Please copy out every line of the listing below in which the word "failure" appears.

◇ ◇ ◇ ◇ ◇ ◇ ◇

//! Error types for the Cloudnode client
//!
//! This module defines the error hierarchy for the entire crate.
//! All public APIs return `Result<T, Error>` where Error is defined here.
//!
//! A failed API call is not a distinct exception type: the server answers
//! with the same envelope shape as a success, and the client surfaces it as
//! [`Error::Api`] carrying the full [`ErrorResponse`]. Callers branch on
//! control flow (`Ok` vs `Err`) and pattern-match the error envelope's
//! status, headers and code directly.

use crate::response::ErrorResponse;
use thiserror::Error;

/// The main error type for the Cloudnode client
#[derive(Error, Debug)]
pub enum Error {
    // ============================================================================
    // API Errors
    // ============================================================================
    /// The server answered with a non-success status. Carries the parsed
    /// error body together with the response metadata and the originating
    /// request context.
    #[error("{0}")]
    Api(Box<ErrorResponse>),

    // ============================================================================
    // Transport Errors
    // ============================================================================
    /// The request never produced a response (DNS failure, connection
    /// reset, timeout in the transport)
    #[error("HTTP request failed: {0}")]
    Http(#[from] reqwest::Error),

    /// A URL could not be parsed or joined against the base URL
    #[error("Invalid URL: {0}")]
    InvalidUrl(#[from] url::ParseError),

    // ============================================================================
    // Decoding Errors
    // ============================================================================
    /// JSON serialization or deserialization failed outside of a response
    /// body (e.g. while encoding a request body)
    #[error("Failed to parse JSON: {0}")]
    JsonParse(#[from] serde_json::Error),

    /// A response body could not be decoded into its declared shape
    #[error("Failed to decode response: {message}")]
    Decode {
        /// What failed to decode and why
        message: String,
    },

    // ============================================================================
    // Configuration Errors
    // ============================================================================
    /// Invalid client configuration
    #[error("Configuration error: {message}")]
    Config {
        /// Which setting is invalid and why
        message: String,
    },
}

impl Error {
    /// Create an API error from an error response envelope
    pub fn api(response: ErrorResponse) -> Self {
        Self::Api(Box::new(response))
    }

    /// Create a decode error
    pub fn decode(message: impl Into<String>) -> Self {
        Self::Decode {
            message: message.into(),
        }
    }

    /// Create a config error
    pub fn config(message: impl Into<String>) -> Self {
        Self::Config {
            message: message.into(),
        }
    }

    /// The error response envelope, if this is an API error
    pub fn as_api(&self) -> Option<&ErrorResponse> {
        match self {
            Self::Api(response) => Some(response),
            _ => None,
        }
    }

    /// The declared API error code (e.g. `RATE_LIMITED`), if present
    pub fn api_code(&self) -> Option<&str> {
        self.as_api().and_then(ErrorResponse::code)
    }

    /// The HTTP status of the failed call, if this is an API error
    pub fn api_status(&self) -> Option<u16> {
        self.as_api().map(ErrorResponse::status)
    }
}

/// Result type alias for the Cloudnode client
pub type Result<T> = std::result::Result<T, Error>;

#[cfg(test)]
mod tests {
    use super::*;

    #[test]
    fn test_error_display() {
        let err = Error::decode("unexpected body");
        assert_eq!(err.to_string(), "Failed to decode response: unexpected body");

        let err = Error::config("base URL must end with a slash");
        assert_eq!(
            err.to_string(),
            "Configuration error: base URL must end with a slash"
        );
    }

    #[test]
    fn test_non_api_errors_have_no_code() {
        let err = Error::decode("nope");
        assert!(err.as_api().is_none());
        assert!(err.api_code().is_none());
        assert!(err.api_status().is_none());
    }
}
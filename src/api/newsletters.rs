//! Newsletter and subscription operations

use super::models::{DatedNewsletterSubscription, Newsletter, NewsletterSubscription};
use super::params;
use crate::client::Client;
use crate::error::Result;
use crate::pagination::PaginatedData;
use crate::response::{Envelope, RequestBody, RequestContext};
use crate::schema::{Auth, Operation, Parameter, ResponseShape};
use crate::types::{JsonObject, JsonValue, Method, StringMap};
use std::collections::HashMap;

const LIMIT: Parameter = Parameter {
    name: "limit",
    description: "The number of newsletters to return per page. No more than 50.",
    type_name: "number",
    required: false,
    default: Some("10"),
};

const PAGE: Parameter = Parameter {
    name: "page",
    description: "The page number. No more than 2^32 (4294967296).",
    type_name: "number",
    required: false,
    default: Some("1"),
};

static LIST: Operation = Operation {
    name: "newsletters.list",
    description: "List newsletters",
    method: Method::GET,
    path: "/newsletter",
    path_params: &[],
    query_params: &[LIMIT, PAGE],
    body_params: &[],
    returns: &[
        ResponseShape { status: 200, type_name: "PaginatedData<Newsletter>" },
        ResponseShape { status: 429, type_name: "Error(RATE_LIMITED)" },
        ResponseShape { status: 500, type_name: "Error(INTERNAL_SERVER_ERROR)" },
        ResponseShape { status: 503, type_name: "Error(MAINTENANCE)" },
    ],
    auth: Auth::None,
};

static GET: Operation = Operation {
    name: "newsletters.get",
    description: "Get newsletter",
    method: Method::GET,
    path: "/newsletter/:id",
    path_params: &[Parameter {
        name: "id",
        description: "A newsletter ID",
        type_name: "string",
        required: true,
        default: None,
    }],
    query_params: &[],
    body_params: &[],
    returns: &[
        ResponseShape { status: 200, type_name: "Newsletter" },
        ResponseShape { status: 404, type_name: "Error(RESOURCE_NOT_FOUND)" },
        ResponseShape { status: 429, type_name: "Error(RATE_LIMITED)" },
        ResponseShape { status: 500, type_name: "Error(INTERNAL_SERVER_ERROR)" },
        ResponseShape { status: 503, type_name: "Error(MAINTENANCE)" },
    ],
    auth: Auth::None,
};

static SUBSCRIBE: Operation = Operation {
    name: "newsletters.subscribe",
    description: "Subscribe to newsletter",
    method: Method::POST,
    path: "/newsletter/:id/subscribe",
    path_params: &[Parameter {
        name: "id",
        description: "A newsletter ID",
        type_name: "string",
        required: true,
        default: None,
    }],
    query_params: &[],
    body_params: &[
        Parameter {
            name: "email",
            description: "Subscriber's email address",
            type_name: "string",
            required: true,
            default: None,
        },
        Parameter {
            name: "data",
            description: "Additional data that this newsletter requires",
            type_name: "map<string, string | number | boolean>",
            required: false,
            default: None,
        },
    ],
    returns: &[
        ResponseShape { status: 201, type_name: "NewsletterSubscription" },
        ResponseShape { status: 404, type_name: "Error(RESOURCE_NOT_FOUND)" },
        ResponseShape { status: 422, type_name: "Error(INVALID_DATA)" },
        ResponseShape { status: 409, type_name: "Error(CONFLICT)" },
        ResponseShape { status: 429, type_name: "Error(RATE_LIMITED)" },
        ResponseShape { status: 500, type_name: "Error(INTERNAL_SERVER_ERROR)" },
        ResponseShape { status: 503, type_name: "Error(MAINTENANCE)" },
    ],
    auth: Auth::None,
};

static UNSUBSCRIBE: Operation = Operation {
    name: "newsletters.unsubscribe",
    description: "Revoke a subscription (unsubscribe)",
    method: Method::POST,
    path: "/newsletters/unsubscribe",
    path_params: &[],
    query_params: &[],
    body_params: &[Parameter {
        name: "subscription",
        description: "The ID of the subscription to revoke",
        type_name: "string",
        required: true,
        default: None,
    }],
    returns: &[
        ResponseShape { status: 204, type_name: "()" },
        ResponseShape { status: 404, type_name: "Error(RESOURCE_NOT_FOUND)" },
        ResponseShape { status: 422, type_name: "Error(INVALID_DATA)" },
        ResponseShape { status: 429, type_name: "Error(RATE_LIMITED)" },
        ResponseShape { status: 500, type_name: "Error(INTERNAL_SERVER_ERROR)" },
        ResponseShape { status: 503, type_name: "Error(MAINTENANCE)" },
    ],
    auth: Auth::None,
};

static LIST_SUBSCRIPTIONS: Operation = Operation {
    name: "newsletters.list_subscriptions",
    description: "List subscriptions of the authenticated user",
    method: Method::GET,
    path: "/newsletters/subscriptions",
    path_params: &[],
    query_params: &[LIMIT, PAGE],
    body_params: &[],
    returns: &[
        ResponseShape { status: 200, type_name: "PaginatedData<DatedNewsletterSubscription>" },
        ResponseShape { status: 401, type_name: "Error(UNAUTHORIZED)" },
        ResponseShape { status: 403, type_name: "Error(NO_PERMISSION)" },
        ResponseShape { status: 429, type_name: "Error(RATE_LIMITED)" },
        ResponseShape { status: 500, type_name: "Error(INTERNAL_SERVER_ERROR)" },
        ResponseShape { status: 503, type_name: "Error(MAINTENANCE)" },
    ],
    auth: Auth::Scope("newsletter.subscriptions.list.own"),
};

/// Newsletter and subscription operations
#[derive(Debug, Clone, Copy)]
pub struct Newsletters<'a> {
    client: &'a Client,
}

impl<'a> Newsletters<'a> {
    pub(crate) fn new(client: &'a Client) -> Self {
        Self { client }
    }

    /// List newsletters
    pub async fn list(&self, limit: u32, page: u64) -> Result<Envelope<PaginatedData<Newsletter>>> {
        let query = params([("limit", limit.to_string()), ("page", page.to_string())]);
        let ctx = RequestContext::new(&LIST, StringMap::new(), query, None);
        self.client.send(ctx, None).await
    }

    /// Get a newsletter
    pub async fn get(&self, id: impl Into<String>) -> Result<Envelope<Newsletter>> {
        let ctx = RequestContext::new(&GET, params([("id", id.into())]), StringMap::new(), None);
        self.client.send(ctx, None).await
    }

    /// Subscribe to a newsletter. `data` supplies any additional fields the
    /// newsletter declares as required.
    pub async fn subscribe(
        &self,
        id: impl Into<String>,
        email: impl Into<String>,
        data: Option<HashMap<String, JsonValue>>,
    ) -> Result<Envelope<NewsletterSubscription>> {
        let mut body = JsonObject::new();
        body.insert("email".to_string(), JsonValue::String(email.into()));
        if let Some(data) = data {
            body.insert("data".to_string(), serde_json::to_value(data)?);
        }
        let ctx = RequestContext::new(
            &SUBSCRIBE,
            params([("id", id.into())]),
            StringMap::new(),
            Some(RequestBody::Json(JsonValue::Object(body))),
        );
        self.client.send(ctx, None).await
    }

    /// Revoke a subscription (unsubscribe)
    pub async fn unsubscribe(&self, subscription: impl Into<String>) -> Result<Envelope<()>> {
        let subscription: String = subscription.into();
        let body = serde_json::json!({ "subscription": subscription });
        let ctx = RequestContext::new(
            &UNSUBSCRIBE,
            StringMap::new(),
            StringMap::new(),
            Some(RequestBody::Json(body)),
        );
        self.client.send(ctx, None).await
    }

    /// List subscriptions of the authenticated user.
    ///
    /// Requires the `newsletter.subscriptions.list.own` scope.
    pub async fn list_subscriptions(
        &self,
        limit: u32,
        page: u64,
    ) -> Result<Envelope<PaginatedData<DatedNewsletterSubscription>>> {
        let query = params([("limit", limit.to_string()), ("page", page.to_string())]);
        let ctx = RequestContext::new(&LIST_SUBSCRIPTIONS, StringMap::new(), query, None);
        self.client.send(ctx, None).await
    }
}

◇ ◇ ◇ ◇ ◇ ◇ ◇

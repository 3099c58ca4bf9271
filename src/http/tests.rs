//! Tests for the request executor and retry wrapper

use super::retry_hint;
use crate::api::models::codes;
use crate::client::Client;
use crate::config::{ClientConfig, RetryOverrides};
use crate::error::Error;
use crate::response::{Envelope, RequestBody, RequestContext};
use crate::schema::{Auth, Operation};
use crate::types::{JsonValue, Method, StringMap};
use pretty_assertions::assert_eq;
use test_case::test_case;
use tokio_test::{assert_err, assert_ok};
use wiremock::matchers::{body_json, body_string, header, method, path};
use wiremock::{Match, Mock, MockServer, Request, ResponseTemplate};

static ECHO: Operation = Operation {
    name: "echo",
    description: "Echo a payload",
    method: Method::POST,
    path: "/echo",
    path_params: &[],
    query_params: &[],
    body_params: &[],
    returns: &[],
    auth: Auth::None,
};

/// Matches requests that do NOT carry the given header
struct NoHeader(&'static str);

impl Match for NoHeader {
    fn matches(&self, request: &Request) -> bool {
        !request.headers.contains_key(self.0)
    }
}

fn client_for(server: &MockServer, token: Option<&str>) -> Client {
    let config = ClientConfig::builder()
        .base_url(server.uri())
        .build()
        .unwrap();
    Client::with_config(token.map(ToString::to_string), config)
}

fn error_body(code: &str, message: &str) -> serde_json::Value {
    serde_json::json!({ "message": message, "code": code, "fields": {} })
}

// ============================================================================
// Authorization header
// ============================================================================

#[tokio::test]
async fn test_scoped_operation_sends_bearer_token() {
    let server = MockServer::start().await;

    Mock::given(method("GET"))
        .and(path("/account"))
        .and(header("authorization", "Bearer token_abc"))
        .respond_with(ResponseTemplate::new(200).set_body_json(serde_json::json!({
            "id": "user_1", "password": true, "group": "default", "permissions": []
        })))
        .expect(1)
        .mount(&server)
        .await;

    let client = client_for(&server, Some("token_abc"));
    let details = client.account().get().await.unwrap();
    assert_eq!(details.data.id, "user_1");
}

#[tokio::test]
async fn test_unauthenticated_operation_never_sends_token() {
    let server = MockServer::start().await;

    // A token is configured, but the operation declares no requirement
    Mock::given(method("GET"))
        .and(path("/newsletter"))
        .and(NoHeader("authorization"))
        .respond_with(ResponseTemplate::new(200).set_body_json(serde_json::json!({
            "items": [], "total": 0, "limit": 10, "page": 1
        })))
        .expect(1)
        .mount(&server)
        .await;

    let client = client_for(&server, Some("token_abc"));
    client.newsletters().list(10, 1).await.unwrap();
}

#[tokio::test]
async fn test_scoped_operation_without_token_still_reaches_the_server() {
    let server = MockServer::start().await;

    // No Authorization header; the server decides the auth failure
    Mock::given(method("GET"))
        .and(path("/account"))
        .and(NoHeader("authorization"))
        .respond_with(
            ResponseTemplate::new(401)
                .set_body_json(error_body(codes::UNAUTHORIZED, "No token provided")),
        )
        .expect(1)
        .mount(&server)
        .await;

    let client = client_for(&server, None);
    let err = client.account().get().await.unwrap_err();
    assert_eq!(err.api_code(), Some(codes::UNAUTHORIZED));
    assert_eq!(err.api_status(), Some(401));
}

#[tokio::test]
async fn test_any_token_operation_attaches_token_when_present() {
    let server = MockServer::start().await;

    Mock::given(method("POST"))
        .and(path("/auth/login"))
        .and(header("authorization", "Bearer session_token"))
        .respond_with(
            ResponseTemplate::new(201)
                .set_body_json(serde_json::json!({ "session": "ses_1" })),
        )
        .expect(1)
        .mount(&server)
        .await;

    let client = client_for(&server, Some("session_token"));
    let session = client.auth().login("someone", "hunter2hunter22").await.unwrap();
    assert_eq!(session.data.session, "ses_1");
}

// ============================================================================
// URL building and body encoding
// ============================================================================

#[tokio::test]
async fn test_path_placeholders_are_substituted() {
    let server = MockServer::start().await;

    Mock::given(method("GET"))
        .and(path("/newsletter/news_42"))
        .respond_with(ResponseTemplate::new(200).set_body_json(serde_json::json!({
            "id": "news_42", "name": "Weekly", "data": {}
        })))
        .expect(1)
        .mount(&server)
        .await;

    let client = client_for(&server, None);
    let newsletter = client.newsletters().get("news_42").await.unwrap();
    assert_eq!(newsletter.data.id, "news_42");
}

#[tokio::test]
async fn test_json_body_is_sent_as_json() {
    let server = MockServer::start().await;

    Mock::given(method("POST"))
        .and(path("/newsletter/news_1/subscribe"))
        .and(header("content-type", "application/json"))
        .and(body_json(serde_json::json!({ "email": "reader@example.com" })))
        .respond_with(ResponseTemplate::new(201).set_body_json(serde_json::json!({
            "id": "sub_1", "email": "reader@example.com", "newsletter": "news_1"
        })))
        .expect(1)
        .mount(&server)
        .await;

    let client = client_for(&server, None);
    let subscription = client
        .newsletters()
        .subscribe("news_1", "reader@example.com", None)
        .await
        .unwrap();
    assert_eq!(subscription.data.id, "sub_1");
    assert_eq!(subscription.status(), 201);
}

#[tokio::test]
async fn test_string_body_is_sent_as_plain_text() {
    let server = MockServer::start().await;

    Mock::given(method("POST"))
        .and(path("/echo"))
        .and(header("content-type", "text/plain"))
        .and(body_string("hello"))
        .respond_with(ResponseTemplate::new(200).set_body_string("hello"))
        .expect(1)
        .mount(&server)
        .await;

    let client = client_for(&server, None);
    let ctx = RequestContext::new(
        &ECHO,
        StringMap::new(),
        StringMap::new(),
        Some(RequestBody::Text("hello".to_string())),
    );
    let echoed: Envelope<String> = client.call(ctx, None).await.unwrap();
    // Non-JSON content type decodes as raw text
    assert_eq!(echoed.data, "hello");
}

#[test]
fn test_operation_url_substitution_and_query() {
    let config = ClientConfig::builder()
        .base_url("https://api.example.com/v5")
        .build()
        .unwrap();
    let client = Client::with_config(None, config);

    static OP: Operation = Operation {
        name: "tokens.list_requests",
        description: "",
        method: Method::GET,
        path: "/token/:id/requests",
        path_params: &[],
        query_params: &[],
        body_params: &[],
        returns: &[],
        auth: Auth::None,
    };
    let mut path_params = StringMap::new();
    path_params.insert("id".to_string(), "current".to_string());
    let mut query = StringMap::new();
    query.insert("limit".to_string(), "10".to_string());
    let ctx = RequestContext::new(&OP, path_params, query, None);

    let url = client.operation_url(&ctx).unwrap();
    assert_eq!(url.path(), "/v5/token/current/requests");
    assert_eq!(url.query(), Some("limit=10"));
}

◇ ◇ ◇ ◇ ◇ ◇ ◇

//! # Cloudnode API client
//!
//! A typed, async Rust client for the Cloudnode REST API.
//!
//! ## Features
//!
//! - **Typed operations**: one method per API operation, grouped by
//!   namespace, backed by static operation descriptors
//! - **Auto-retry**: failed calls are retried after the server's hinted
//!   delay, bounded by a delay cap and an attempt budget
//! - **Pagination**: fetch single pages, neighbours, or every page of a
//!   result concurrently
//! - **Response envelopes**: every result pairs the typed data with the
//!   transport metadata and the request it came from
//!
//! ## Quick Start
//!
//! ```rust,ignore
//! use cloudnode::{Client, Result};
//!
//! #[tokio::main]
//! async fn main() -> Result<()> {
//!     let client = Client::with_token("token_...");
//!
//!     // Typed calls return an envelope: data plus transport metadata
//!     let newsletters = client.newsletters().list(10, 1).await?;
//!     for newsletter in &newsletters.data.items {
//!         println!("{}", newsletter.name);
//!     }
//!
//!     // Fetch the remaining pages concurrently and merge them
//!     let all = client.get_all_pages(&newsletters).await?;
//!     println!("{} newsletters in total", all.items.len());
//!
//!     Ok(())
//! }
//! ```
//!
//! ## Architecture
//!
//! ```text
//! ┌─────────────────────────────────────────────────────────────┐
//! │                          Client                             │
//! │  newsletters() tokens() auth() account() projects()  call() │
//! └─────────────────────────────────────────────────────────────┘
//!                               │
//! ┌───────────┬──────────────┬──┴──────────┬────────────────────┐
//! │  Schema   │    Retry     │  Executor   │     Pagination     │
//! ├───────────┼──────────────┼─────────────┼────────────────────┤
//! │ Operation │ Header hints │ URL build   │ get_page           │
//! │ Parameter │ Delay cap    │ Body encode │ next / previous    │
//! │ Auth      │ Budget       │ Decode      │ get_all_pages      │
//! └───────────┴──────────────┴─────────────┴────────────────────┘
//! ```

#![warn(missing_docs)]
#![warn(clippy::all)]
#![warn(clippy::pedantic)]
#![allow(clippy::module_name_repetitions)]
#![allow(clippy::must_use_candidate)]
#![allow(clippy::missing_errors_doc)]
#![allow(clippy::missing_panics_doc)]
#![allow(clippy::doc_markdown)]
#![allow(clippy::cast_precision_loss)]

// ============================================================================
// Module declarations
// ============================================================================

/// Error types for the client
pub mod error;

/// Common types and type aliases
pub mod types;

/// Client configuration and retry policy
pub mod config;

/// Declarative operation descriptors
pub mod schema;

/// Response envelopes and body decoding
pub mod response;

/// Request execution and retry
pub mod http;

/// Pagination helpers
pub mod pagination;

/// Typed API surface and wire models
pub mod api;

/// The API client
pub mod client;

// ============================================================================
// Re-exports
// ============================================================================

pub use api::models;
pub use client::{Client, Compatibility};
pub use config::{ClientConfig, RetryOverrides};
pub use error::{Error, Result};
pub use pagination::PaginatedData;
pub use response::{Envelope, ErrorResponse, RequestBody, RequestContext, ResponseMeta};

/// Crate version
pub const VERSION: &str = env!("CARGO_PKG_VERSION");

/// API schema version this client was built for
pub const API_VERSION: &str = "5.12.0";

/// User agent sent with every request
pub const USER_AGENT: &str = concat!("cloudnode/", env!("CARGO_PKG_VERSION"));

◇ ◇ ◇ ◇ ◇ ◇ ◇

[RESULT]:
    /// The request never produced a response (DNS failure, connection
    // No Authorization header; the server decides the auth failure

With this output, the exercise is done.